True. However, they weren't the ones having bardly tales written about them, which is how the concept that the OP is referencing entered the collective consciousness.

As for the other 99% - I'm sure some of it was love. Some of it was also probably "you knocked up my daughter so you'll marry her or I'll cave your skull in!" Which is marriage due to sex, but not necessarily what modern viewers would necessarily consider love.

Nickolai77 said:
I'd drink to that! The social emphasis on males impressing females has always really annoyed me. I agree it's probably rooted in our evolution but it's very much reinforced by popular culture. It encourages some dickish behaviour in males, encourages women to be romantically passive and it disadvantages a lot of other males who arn't so forward in their nature. I'd love to see dating conventions become more egalitarian, but even in an age after feminism it hasn't happened.
After feminism?

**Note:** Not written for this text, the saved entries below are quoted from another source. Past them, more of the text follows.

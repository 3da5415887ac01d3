use std::collections::VecDeque;
use std::io;
use std::os::unix::io::RawFd;
use std::time::Duration;

use crate::{Error, ReadByte, Readiness, Result, SignalEvents, TermSize, Terminal};

/// Scripted terminal for driver tests.
///
/// Bytes are served from `input`; once it runs dry reads report
/// [`ReadByte::Eof`] if `closed` is set and [`ReadByte::Empty`] otherwise.
/// Each `wait_for_input` pops the next scripted readiness (keyboard-ready once
/// the script runs out) and each `take_signals` pops the next scripted signal
/// batch.
#[derive(Debug, Default)]
pub struct MockTerminal {
    pub input: VecDeque<u8>,
    pub closed: bool,
    pub output: Vec<u8>,
    pub readiness: VecDeque<Readiness>,
    pub signals: VecDeque<SignalEvents>,
    pub size: Option<TermSize>,
    pub fail_raw_mode: bool,
    pub raw: bool,
    pub raw_entries: usize,
    pub raw_exits: usize,
    pub suspends: usize,
    pub waits: usize,
}

impl MockTerminal {
    pub fn new() -> Self {
        Self::default()
    }

    pub fn with_input(bytes: &[u8]) -> Self {
        let mut term = Self::new();
        term.input.extend(bytes);
        term
    }

    pub fn output_str(&self) -> String {
        String::from_utf8_lossy(&self.output).into_owned()
    }
}

impl Terminal for MockTerminal {
    fn read_byte(&mut self) -> Result<ReadByte> {
        Ok(match self.input.pop_front() {
            Some(byte) => ReadByte::Byte(byte),
            None if self.closed => ReadByte::Eof,
            None => ReadByte::Empty,
        })
    }

    fn wait_for_input(&mut self, _external: Option<RawFd>, _timeout: Duration) -> Result<Readiness> {
        self.waits += 1;
        Ok(self.readiness.pop_front().unwrap_or(Readiness {
            input: true,
            external: false,
        }))
    }

    fn write(&mut self, data: &[u8]) -> Result<()> {
        self.output.extend_from_slice(data);
        Ok(())
    }

    fn flush(&mut self) -> Result<()> {
        Ok(())
    }

    fn enter_raw_mode(&mut self) -> Result<()> {
        if self.fail_raw_mode {
            return Err(Error::TerminalControl(io::Error::from_raw_os_error(libc::ENOTTY)));
        }
        self.raw = true;
        self.raw_entries += 1;
        Ok(())
    }

    fn exit_raw_mode(&mut self) -> Result<()> {
        if self.raw {
            self.raw = false;
            self.raw_exits += 1;
        }
        Ok(())
    }

    fn window_size(&mut self) -> Option<TermSize> {
        self.size
    }

    fn take_signals(&mut self) -> SignalEvents {
        self.signals.pop_front().unwrap_or_default()
    }

    fn suspend(&mut self) -> Result<()> {
        self.suspends += 1;
        Ok(())
    }
}
//! Unix terminal support.
//!
//! - [`StdioTerminal`]: the [`Terminal`](crate::Terminal) implementation over
//!   stdin/stdout
//! - [`TerminalMode`], [`enter_raw`], [`exit_raw`]: termios raw mode control
//!
//! Raw mode here disables canonical input, echo, `ISIG` (Ctrl+C and Ctrl+Z
//! arrive as bytes `0x03` / `0x1a`), `IEXTEN`, `IXON` and `ICRNL`, and sets
//! `VMIN = VTIME = 0` so reads never block.

mod mode;
mod unix;

pub use mode::{enter_raw, exit_raw, TerminalMode};
pub use unix::StdioTerminal;
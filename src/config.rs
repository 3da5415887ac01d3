//! Editor configuration.
//!
//! Everything is plain data supplied by the embedding program; nothing is read
//! from files or the environment.

use core::time::Duration;

/// Maximum number of lines kept in a [`History`](crate::History).
pub const DEFAULT_HISTORY_CAPACITY: usize = 100;

/// Size of the line buffer in bytes, including the slot reserved for the
/// terminator. A line holds at most `DEFAULT_LINE_CAPACITY - 1` bytes.
pub const DEFAULT_LINE_CAPACITY: usize = 1024;

/// How long the blocking driver waits for input before re-checking signals.
pub const DEFAULT_POLL_INTERVAL: Duration = Duration::from_millis(50);

/// Settings shared by the history store, the line state and both drivers.
///
/// # Examples
///
/// ```
/// use ttyline::EditorConfig;
/// use std::time::Duration;
///
/// let config = EditorConfig::default()
///     .with_prompt("[you] ")
///     .with_history_capacity(20)
///     .with_poll_interval(Duration::from_millis(20));
///
/// assert_eq!(config.prompt, "[you] ");
/// assert_eq!(config.line_capacity, 1024);
/// ```
#[derive(Debug, Clone, PartialEq, Eq)]
pub struct EditorConfig {
    /// Text printed before the editable line.
    pub prompt: String,
    /// Line buffer capacity in bytes (one byte is reserved).
    pub line_capacity: usize,
    /// Number of history entries retained before the oldest is evicted.
    pub history_capacity: usize,
    /// Readiness wait timeout used by the blocking driver.
    pub poll_interval: Duration,
}

impl Default for EditorConfig {
    fn default() -> Self {
        Self {
            prompt: String::from("> "),
            line_capacity: DEFAULT_LINE_CAPACITY,
            history_capacity: DEFAULT_HISTORY_CAPACITY,
            poll_interval: DEFAULT_POLL_INTERVAL,
        }
    }
}

impl EditorConfig {
    /// Sets the prompt printed before each line.
    pub fn with_prompt(mut self, prompt: impl Into<String>) -> Self {
        self.prompt = prompt.into();
        self
    }

    /// Sets the line capacity. Values below 2 are raised to 2 so that at
    /// least one byte can be typed.
    pub fn with_line_capacity(mut self, capacity: usize) -> Self {
        self.line_capacity = capacity.max(2);
        self
    }

    /// Sets the history capacity. Values below 1 are raised to 1.
    pub fn with_history_capacity(mut self, capacity: usize) -> Self {
        self.history_capacity = capacity.max(1);
        self
    }

    /// Sets how long the blocking driver waits before rechecking signals.
    pub fn with_poll_interval(mut self, interval: Duration) -> Self {
        self.poll_interval = interval;
        self
    }
}
//! Fixed-capacity byte buffer with cursor tracking.

use crate::{Error, Result};

/// Returns `true` for bytes that may be inserted into a line (`0x20..0x7F`).
pub fn is_printable(byte: u8) -> bool {
    (0x20..0x7f).contains(&byte)
}

/// Text buffer with cursor tracking for line editing operations.
///
/// The buffer never grows past `capacity - 1` bytes; the last slot is kept
/// free the way a terminated C buffer would be. Only printable ASCII is
/// inserted through [`insert`](Self::insert), so the contents are always
/// valid UTF-8.
///
/// This struct is typically not used directly - [`LineState`](crate::LineState)
/// drives it and keeps the display in sync.
#[derive(Debug, Clone)]
pub struct LineBuffer {
    buffer: Vec<u8>,
    max_len: usize,
    cursor_pos: usize,
}

impl LineBuffer {
    /// Creates a new line buffer holding at most `capacity - 1` bytes.
    ///
    /// # Examples
    ///
    /// ```
    /// use ttyline::LineBuffer;
    ///
    /// let buffer = LineBuffer::new(1024);
    /// assert!(buffer.is_empty());
    /// assert_eq!(buffer.max_len(), 1023);
    /// ```
    pub fn new(capacity: usize) -> Self {
        let max_len = capacity.saturating_sub(1).max(1);
        Self {
            buffer: Vec::with_capacity(max_len),
            max_len,
            cursor_pos: 0,
        }
    }

    /// Clears the buffer and resets the cursor to the start.
    pub fn clear(&mut self) {
        self.buffer.clear();
        self.cursor_pos = 0;
    }

    /// Returns the number of bytes in the buffer.
    pub fn len(&self) -> usize {
        self.buffer.len()
    }

    /// Returns `true` if the buffer holds no bytes.
    pub fn is_empty(&self) -> bool {
        self.buffer.is_empty()
    }

    /// Largest number of bytes the buffer accepts.
    pub fn max_len(&self) -> usize {
        self.max_len
    }

    /// Returns `true` once [`max_len`](Self::max_len) bytes are stored.
    pub fn is_full(&self) -> bool {
        self.buffer.len() >= self.max_len
    }

    /// Returns the current cursor position in bytes from the start.
    pub fn cursor_pos(&self) -> usize {
        self.cursor_pos
    }

    /// Returns the buffer contents as a string slice.
    ///
    /// # Errors
    ///
    /// Returns `Err` if a loaded line contained invalid UTF-8.
    pub fn as_str(&self) -> Result<&str> {
        core::str::from_utf8(&self.buffer).map_err(|_| Error::InvalidUtf8)
    }

    /// Returns the raw buffer contents.
    pub fn as_bytes(&self) -> &[u8] {
        &self.buffer
    }

    /// Inserts a byte at the cursor, shifting the tail right.
    ///
    /// Returns `false` without touching the buffer when it is full.
    pub fn insert(&mut self, byte: u8) -> bool {
        if self.is_full() {
            return false;
        }
        self.buffer.insert(self.cursor_pos, byte);
        self.cursor_pos += 1;
        true
    }

    /// Deletes the byte before the cursor (backspace operation).
    ///
    /// Returns `true` if a byte was deleted, `false` if the cursor is at the start.
    pub fn delete_before_cursor(&mut self) -> bool {
        if self.cursor_pos > 0 {
            self.cursor_pos -= 1;
            self.buffer.remove(self.cursor_pos);
            true
        } else {
            false
        }
    }

    /// Deletes the byte at the cursor (delete key operation).
    ///
    /// Returns `true` if a byte was deleted, `false` if the cursor is at the end.
    pub fn delete_at_cursor(&mut self) -> bool {
        if self.cursor_pos < self.buffer.len() {
            self.buffer.remove(self.cursor_pos);
            true
        } else {
            false
        }
    }

    /// Moves the cursor one byte left. Returns `true` if it moved.
    pub fn move_cursor_left(&mut self) -> bool {
        if self.cursor_pos > 0 {
            self.cursor_pos -= 1;
            true
        } else {
            false
        }
    }

    /// Moves the cursor one byte right. Returns `true` if it moved.
    pub fn move_cursor_right(&mut self) -> bool {
        if self.cursor_pos < self.buffer.len() {
            self.cursor_pos += 1;
            true
        } else {
            false
        }
    }

    /// Moves the cursor to the start of the line. Returns `true` if it moved.
    pub fn move_cursor_to_start(&mut self) -> bool {
        let moved = self.cursor_pos != 0;
        self.cursor_pos = 0;
        moved
    }

    /// Moves the cursor to the end of the line. Returns `true` if it moved.
    pub fn move_cursor_to_end(&mut self) -> bool {
        let moved = self.cursor_pos != self.buffer.len();
        self.cursor_pos = self.buffer.len();
        moved
    }

    /// Replaces the contents with `text`, truncated to [`max_len`](Self::max_len)
    /// bytes, and puts the cursor at the end.
    pub fn load(&mut self, text: &str) {
        let mut take = text.len().min(self.max_len);
        while !text.is_char_boundary(take) {
            take -= 1;
        }
        self.buffer.clear();
        self.buffer.extend_from_slice(&text.as_bytes()[..take]);
        self.cursor_pos = self.buffer.len();
    }
}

Feminism is still around, and still working to bring equality to women. We're better than we ever have been, historically, but better doesn't necessarily mean good or done. The world has changed a lot for women in the past 20 years. We aren't there yet, but we're closer than we've ever been. We need to keep going another few decades or so.

To that point, when I was in high school, the idea of asking a man out (to say nothing of a woman) was insane. That was the early 90s, mind, but I still wasn't going to be asking anyone out.

By the early 2000s, just 10 years later, I was asking people out without difficulty. The social landscape changed that much in just 10 years.

So yeah, give it time. A decade can make a huge difference.